Task item: Whenever a line in the entries below contains the string "first", copy that line.

Given data:
____

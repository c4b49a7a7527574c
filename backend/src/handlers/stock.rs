//! HTTP handlers for stock record reads

use axum::{
    extract::{Path, State},
    Json,
};
use shared::Permission;
use uuid::Uuid;

use crate::error::AppResult;
use crate::middleware::CurrentUser;
use crate::services::stock::StockRecordRow;
use crate::services::StockService;
use crate::AppState;

/// List all stock records for the business
pub async fn list_stock_records(
    State(state): State<AppState>,
    current_user: CurrentUser,
) -> AppResult<Json<Vec<StockRecordRow>>> {
    current_user.0.require(Permission::LedgerRead)?;
    let service = StockService::new(state.db);
    let records = service.list(current_user.0.business_id).await?;
    Ok(Json(records))
}

/// List stock records for one warehouse
pub async fn list_warehouse_stock(
    State(state): State<AppState>,
    current_user: CurrentUser,
    Path(warehouse_id): Path<Uuid>,
) -> AppResult<Json<Vec<StockRecordRow>>> {
    current_user.0.require(Permission::LedgerRead)?;
    let service = StockService::new(state.db);
    let records = service
        .list_for_warehouse(current_user.0.business_id, warehouse_id)
        .await?;
    Ok(Json(records))
}

/// Get one stock record by id
pub async fn get_stock_record(
    State(state): State<AppState>,
    current_user: CurrentUser,
    Path(stock_record_id): Path<Uuid>,
) -> AppResult<Json<StockRecordRow>> {
    current_user.0.require(Permission::LedgerRead)?;
    let service = StockService::new(state.db);
    let record = service
        .get(current_user.0.business_id, stock_record_id)
        .await?;
    Ok(Json(record))
}
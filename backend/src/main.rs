//! Operations Platform - Backend Server

use std::{net::SocketAddr, sync::Arc, time::Duration};

use sqlx::postgres::PgPoolOptions;
use tracing_subscriber::{layer::SubscriberExt, util::SubscriberInitExt};

use ops_platform_backend::{cache::TagCache, create_app, AppState, Config};

#[tokio::main]
async fn main() -> anyhow::Result<()> {
    // Initialize tracing
    tracing_subscriber::registry()
        .with(
            tracing_subscriber::EnvFilter::try_from_default_env()
                .unwrap_or_else(|_| {
                    "ops_server=debug,ops_platform_backend=debug,tower_http=debug,sqlx=warn".into()
                }),
        )
        .with(tracing_subscriber::fmt::layer())
        .init();

    // Load configuration
    dotenvy::dotenv().ok();
    let config = Config::load()?;

    tracing::info!("Starting Operations Platform Server");
    tracing::info!("Environment: {}", config.environment);

    // Create database connection pool
    tracing::info!("Connecting to database...");
    let db_pool = PgPoolOptions::new()
        .max_connections(config.database.max_connections)
        .min_connections(config.database.min_connections)
        .acquire_timeout(Duration::from_secs(30))
        .connect(&config.database.url)
        .await?;

    tracing::info!("Database connection established");

    // Run migrations in development
    if config.environment == "development" {
        tracing::info!("Running database migrations...");
        sqlx::migrate!("./migrations").run(&db_pool).await?;
        tracing::info!("Migrations completed");
    }

    // Create application state
    let state = AppState {
        db: db_pool,
        config: Arc::new(config.clone()),
        cache: TagCache::new(),
    };

    // Build application
    let app = create_app(state);

    // Start server
    let addr = SocketAddr::from(([0, 0, 0, 0], config.server.port));
    tracing::info!("Listening on {}", addr);

    let listener = tokio::net::TcpListener::bind(addr).await?;
    axum::serve(listener, app).await?;

    Ok(())
}
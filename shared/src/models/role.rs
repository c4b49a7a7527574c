//! Roles and the capability table
//!
//! Permission checks go through `Role::permissions()` once per request; the
//! ledger core itself only ever sees a pre-authorized principal.

use std::str::FromStr;

use serde::{Deserialize, Serialize};

/// Actions a principal may be allowed to perform
#[derive(Debug, Clone, Copy, PartialEq, Eq, Hash, Serialize, Deserialize)]
#[serde(rename_all = "snake_case")]
pub enum Permission {
    LedgerRead,
    LedgerWrite,
    MetricsRead,
    MetricsWrite,
    AuditRead,
}

/// Principal roles within a business
#[derive(Debug, Clone, Copy, PartialEq, Eq, Serialize, Deserialize)]
#[serde(rename_all = "snake_case")]
pub enum Role {
    Owner,
    Manager,
    Staff,
    Viewer,
}

impl Role {
    /// The capability table: every permission granted to this role
    pub fn permissions(&self) -> &'static [Permission] {
        use Permission::*;
        match self {
            Role::Owner => &[
                LedgerRead,
                LedgerWrite,
                MetricsRead,
                MetricsWrite,
                AuditRead,
            ],
            Role::Manager => &[
                LedgerRead,
                LedgerWrite,
                MetricsRead,
                MetricsWrite,
                AuditRead,
            ],
            Role::Staff => &[LedgerRead, LedgerWrite, MetricsRead],
            Role::Viewer => &[LedgerRead, MetricsRead],
        }
    }

    pub fn can(&self, permission: Permission) -> bool {
        self.permissions().contains(&permission)
    }

    pub fn as_str(&self) -> &'static str {
        match self {
            Role::Owner => "owner",
            Role::Manager => "manager",
            Role::Staff => "staff",
            Role::Viewer => "viewer",
        }
    }
}

impl FromStr for Role {
    type Err = String;

    fn from_str(s: &str) -> Result<Self, Self::Err> {
        match s {
            "owner" => Ok(Role::Owner),
            "manager" => Ok(Role::Manager),
            "staff" => Ok(Role::Staff),
            "viewer" => Ok(Role::Viewer),
            other => Err(format!("unknown role: {other}")),
        }
    }
}
//! Error handling for the Operations Platform
//!
//! Expected failures travel as `AppError` values, never as panics; handlers
//! return `AppResult<T>` and the `IntoResponse` impl maps each kind to a
//! stable error code and HTTP status.

use axum::{
    http::StatusCode,
    response::{IntoResponse, Response},
    Json,
};
use serde::Serialize;
use thiserror::Error;

/// Application error types
#[derive(Error, Debug)]
pub enum AppError {
    // Authentication errors
    #[error("Token expired")]
    TokenExpired,

    #[error("Invalid token")]
    InvalidToken,

    #[error("Insufficient permissions")]
    InsufficientPermissions,

    #[error("Unauthorized: {0}")]
    Unauthorized(String),

    // Validation errors
    #[error("Missing input: {message}")]
    MissingInput {
        field: String,
        message: String,
    },

    #[error("Validation error: {0}")]
    ValidationError(String),

    #[error("Already exists: {0}")]
    AlreadyExists(String),

    #[error("Resource not found: {0}")]
    NotFound(String),

    // Storage errors
    #[error("Storage failure: {0}")]
    StorageFailure(String),

    #[error("Database error: {0}")]
    DatabaseError(#[from] sqlx::Error),

    // Internal errors
    #[error("Internal server error")]
    InternalError(#[from] anyhow::Error),
}

/// Error response structure
#[derive(Serialize)]
pub struct ErrorResponse {
    pub error: ErrorDetail,
}

#[derive(Serialize)]
pub struct ErrorDetail {
    pub code: String,
    pub message: String,
    #[serde(skip_serializing_if = "Option::is_none")]
    pub field: Option<String>,
}

impl IntoResponse for AppError {
    fn into_response(self) -> Response {
        let (status, error_detail) = match &self {
            AppError::TokenExpired => (
                StatusCode::UNAUTHORIZED,
                ErrorDetail {
                    code: "TOKEN_EXPIRED".to_string(),
                    message: "Token has expired".to_string(),
                    field: None,
                },
            ),
            AppError::InvalidToken => (
                StatusCode::UNAUTHORIZED,
                ErrorDetail {
                    code: "INVALID_TOKEN".to_string(),
                    message: "Invalid token".to_string(),
                    field: None,
                },
            ),
            AppError::InsufficientPermissions => (
                StatusCode::FORBIDDEN,
                ErrorDetail {
                    code: "INSUFFICIENT_PERMISSIONS".to_string(),
                    message: "You do not have permission to perform this action".to_string(),
                    field: None,
                },
            ),
            AppError::Unauthorized(message) => (
                StatusCode::UNAUTHORIZED,
                ErrorDetail {
                    code: "UNAUTHORIZED".to_string(),
                    message: message.clone(),
                    field: None,
                },
            ),
            AppError::MissingInput { field, message } => (
                StatusCode::BAD_REQUEST,
                ErrorDetail {
                    code: "MISSING_INPUT".to_string(),
                    message: message.clone(),
                    field: Some(field.clone()),
                },
            ),
            AppError::ValidationError(msg) => (
                StatusCode::BAD_REQUEST,
                ErrorDetail {
                    code: "VALIDATION_ERROR".to_string(),
                    message: msg.clone(),
                    field: None,
                },
            ),
            AppError::AlreadyExists(resource) => (
                StatusCode::CONFLICT,
                ErrorDetail {
                    code: "ALREADY_EXISTS".to_string(),
                    message: format!("{} already exists", resource),
                    field: None,
                },
            ),
            AppError::NotFound(resource) => (
                StatusCode::NOT_FOUND,
                ErrorDetail {
                    code: "NOT_FOUND".to_string(),
                    message: format!("{} not found", resource),
                    field: None,
                },
            ),
            AppError::StorageFailure(msg) => (
                StatusCode::INTERNAL_SERVER_ERROR,
                ErrorDetail {
                    code: "STORAGE_FAILURE".to_string(),
                    message: msg.clone(),
                    field: None,
                },
            ),
            AppError::DatabaseError(_) => (
                StatusCode::INTERNAL_SERVER_ERROR,
                ErrorDetail {
                    code: "STORAGE_FAILURE".to_string(),
                    message: "A storage error occurred".to_string(),
                    field: None,
                },
            ),
            AppError::InternalError(_) => (
                StatusCode::INTERNAL_SERVER_ERROR,
                ErrorDetail {
                    code: "INTERNAL_ERROR".to_string(),
                    message: "An internal server error occurred".to_string(),
                    field: None,
                },
            ),
        };

        // Log the error for debugging
        tracing::error!("Error: {:?}", self);

        (status, Json(ErrorResponse { error: error_detail })).into_response()
    }
}

impl AppError {
    /// Shorthand for a missing or blank required field
    pub fn missing(field: &str, message: &str) -> Self {
        AppError::MissingInput {
            field: field.to_string(),
            message: message.to_string(),
        }
    }
}

/// Result type alias for handlers
pub type AppResult<T> = Result<T, AppError>;
use crate::caller::CallError;
use serde_json::Value;
use squery_core::ErrorDetail;
use std::fmt;
use std::sync::Arc;

pub const DEFAULT_MESSAGE: &str = "mutation error";

/// Failure of a mutation, carrying the error list exactly as the server sent it.
///
/// When the request itself failed (transport, codec, abort) the payload is
/// empty and the underlying error is available through [`MutationError::cause`].
#[derive(Debug, Clone, Default)]
pub struct MutationError {
    payload: Vec<ErrorDetail>,
    cause: Option<Arc<CallError>>,
}

impl MutationError {
    pub fn new(payload: Vec<ErrorDetail>) -> Self {
        MutationError {
            payload,
            cause: None,
        }
    }

    /// Accepts any JSON value; anything but an array of error objects yields
    /// an empty payload.
    pub fn from_value(value: Value) -> Self {
        let payload = match value {
            Value::Array(_) => serde_json::from_value(value).unwrap_or_default(),
            _ => Vec::new(),
        };
        Self::new(payload)
    }

    pub fn from_call(error: CallError) -> Self {
        let payload = match &error {
            CallError::Status { detail, .. } => vec![detail.clone()],
            _ => Vec::new(),
        };
        MutationError {
            payload,
            cause: Some(Arc::new(error)),
        }
    }

    pub fn payload(&self) -> &[ErrorDetail] {
        &self.payload
    }

    pub fn first(&self) -> Option<&ErrorDetail> {
        self.payload.first()
    }

    pub fn cause(&self) -> Option<&CallError> {
        self.cause.as_deref()
    }

    pub fn into_payload(self) -> Vec<ErrorDetail> {
        self.payload
    }

    /// `detail` (else `title`) of the first entry, suffixed with ` [code]`.
    pub fn message(&self) -> String {
        self.first()
            .and_then(describe)
            .or_else(|| self.cause.as_ref().map(|cause| cause.to_string()))
            .unwrap_or_else(|| DEFAULT_MESSAGE.to_string())
    }
}

fn describe(entry: &ErrorDetail) -> Option<String> {
    let non_empty = |s: &Option<String>| s.as_deref().filter(|s| !s.is_empty()).map(str::to_string);
    let text = non_empty(&entry.detail).or_else(|| non_empty(&entry.title));
    match (text, non_empty(&entry.code)) {
        (Some(text), Some(code)) => Some(format!("{} [{}]", text, code)),
        (Some(text), None) => Some(text),
        (None, Some(code)) => Some(code),
        (None, None) => None,
    }
}

impl fmt::Display for MutationError {
    fn fmt(&self, f: &mut fmt::Formatter<'_>) -> fmt::Result {
        f.write_str(&self.message())
    }
}

impl std::error::Error for MutationError {
    fn source(&self) -> Option<&(dyn std::error::Error + 'static)> {
        self.cause
            .as_deref()
            .map(|cause| cause as &(dyn std::error::Error + 'static))
    }
}

impl From<Vec<ErrorDetail>> for MutationError {
    fn from(payload: Vec<ErrorDetail>) -> Self {
        Self::new(payload)
    }
}

impl From<CallError> for MutationError {
    fn from(error: CallError) -> Self {
        Self::from_call(error)
    }
}

#[cfg(test)]
mod tests {
    use super::*;
    use http::StatusCode;
    use serde_json::json;
    use squery_transport::TransportError;

    #[test]
    fn test_message_uses_detail_and_code() {
        let err = MutationError::new(vec![ErrorDetail::new().with_detail("D").with_code("C")]);
        assert_eq!(err.message(), "D [C]");
        assert_eq!(err.to_string(), "D [C]");
    }

    #[test]
    fn test_message_falls_back_to_title_then_code() {
        let titled = MutationError::new(vec![ErrorDetail::new().with_title("T")]);
        assert_eq!(titled.message(), "T");

        let coded = MutationError::new(vec![ErrorDetail::new().with_code("C")]);
        assert_eq!(coded.message(), "C");
    }

    #[test]
    fn test_default_message() {
        assert_eq!(MutationError::new(vec![]).message(), DEFAULT_MESSAGE);
        assert_eq!(
            MutationError::new(vec![ErrorDetail::new()]).message(),
            DEFAULT_MESSAGE
        );
    }

    #[test]
    fn test_from_value_tolerates_non_arrays() {
        for value in [json!(null), json!("boom"), json!({"code": "C"}), json!(3)] {
            let err = MutationError::from_value(value);
            assert!(err.payload().is_empty());
            assert_eq!(err.message(), DEFAULT_MESSAGE);
        }

        let err = MutationError::from_value(json!([{"code": "a"}, {"code": "b"}]));
        assert_eq!(err.payload().len(), 2);
        assert_eq!(err.first().and_then(|e| e.code.as_deref()), Some("a"));
    }

    #[test]
    fn test_payload_is_kept_losslessly() {
        let entry = ErrorDetail::new()
            .with_id("e1")
            .with_status("409")
            .with_code("conflict")
            .with_pointer("name")
            .with_meta(json!({"existing": 4}));
        let err = MutationError::new(vec![entry.clone()]);
        assert_eq!(err.into_payload(), vec![entry]);
    }

    #[test]
    fn test_transport_failure_is_the_cause() {
        let err = MutationError::from_call(CallError::Transport(TransportError::Network(
            "connection refused".into(),
        )));
        assert!(err.payload().is_empty());
        assert!(err.cause().is_some());
        assert!(err.message().contains("connection refused"));
        assert!(std::error::Error::source(&err).is_some());
    }

    #[test]
    fn test_status_failure_keeps_detail_in_payload() {
        let err = MutationError::from_call(CallError::Status {
            status: StatusCode::NOT_FOUND,
            detail: ErrorDetail::titled("Not Found", "No matching query found for ID: x"),
        });
        assert_eq!(err.payload().len(), 1);
        assert_eq!(err.message(), "No matching query found for ID: x");
    }
}
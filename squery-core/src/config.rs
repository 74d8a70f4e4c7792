use std::fmt;
use std::sync::Arc;

/// Default path under which operations are mounted.
pub const DEFAULT_BASE_PATH: &str = "/query";

/// Sink for the diagnostics emitted by callers, handlers and operations.
pub trait Logger: Send + Sync {
    fn log(&self, message: &str);
    fn warn(&self, message: &str);
    fn error(&self, message: &str);
}

/// Forwards to `tracing` at info, warn and error level.
#[derive(Debug, Clone, Copy, Default)]
pub struct TracingLogger;

impl Logger for TracingLogger {
    fn log(&self, message: &str) {
        tracing::info!(target: "squery", "{}", message);
    }

    fn warn(&self, message: &str) {
        tracing::warn!(target: "squery", "{}", message);
    }

    fn error(&self, message: &str) {
        tracing::error!(target: "squery", "{}", message);
    }
}

/// Shared client configuration.
///
/// Read-only after construction; clones share the logger.
#[derive(Clone)]
pub struct Config {
    pub base_path: String,
    pub logger: Arc<dyn Logger>,
}

impl Config {
    pub fn new(base_path: impl Into<String>) -> Self {
        Config {
            base_path: base_path.into(),
            ..Default::default()
        }
    }

    pub fn with_logger(mut self, logger: Arc<dyn Logger>) -> Self {
        self.logger = logger;
        self
    }

    /// `{base_path}/{id}`.
    pub fn operation_path(&self, id: &str) -> String {
        format!("{}/{}", self.base_path, id)
    }
}

impl Default for Config {
    fn default() -> Self {
        Config {
            base_path: DEFAULT_BASE_PATH.to_string(),
            logger: Arc::new(TracingLogger),
        }
    }
}

impl fmt::Debug for Config {
    fn fmt(&self, f: &mut fmt::Formatter<'_>) -> fmt::Result {
        f.debug_struct("Config")
            .field("base_path", &self.base_path)
            .finish_non_exhaustive()
    }
}

/// Logger that records every message, for assertions in tests.
#[derive(Debug, Default)]
pub struct MemoryLogger {
    entries: std::sync::Mutex<Vec<(LogLevel, String)>>,
}

#[derive(Debug, Clone, Copy, PartialEq, Eq)]
pub enum LogLevel {
    Log,
    Warn,
    Error,
}

impl MemoryLogger {
    pub fn new() -> Self {
        Self::default()
    }

    pub fn entries(&self) -> Vec<(LogLevel, String)> {
        self.entries
            .lock()
            .map(|entries| entries.clone())
            .unwrap_or_default()
    }

    pub fn errors(&self) -> Vec<String> {
        self.entries()
            .into_iter()
            .filter(|(level, _)| *level == LogLevel::Error)
            .map(|(_, message)| message)
            .collect()
    }

    fn push(&self, level: LogLevel, message: &str) {
        if let Ok(mut entries) = self.entries.lock() {
            entries.push((level, message.to_string()));
        }
    }
}

impl Logger for MemoryLogger {
    fn log(&self, message: &str) {
        self.push(LogLevel::Log, message);
    }

    fn warn(&self, message: &str) {
        self.push(LogLevel::Warn, message);
    }

    fn error(&self, message: &str) {
        self.push(LogLevel::Error, message);
    }
}
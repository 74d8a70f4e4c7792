//! Client side of server queries: a typed [`Caller`] per operation, a query
//! runner, and a [`Mutation`] state machine with retries and lifecycle
//! callbacks.

pub mod caller;
pub mod mutation;
pub mod mutation_error;
pub mod policy;
pub mod query;

pub use caller::{CallError, CallOptions, Caller};
pub use mutation::{
    MutateOptions, Mutation, MutationOptions, MutationState, MutationStatus, OnError, OnMutate,
    OnSettled, OnSuccess,
};
pub use mutation_error::{MutationError, DEFAULT_MESSAGE};
pub use policy::{Retry, RetryDelay, ThrowOnError};
pub use query::{paged, run_query, QueryError};

pub use squery_core::{Config, ErrorDetail, OperationKind, OperationRef, QueryResult};
pub use squery_transport::{HttpRequest, HttpResponse, HttpTransport, TransportError};
#[cfg(feature = "reqwest")]
pub use squery_transport::{ReqwestTransport, TransportConfig};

____

Written response:
    pub fn first(&self) -> Option<&ErrorDetail> {
        self.payload.first()
    /// `detail` (else `title`) of the first entry, suffixed with ` [code]`.
        self.first()
        assert_eq!(err.first().and_then(|e| e.code.as_deref()), Some("a"));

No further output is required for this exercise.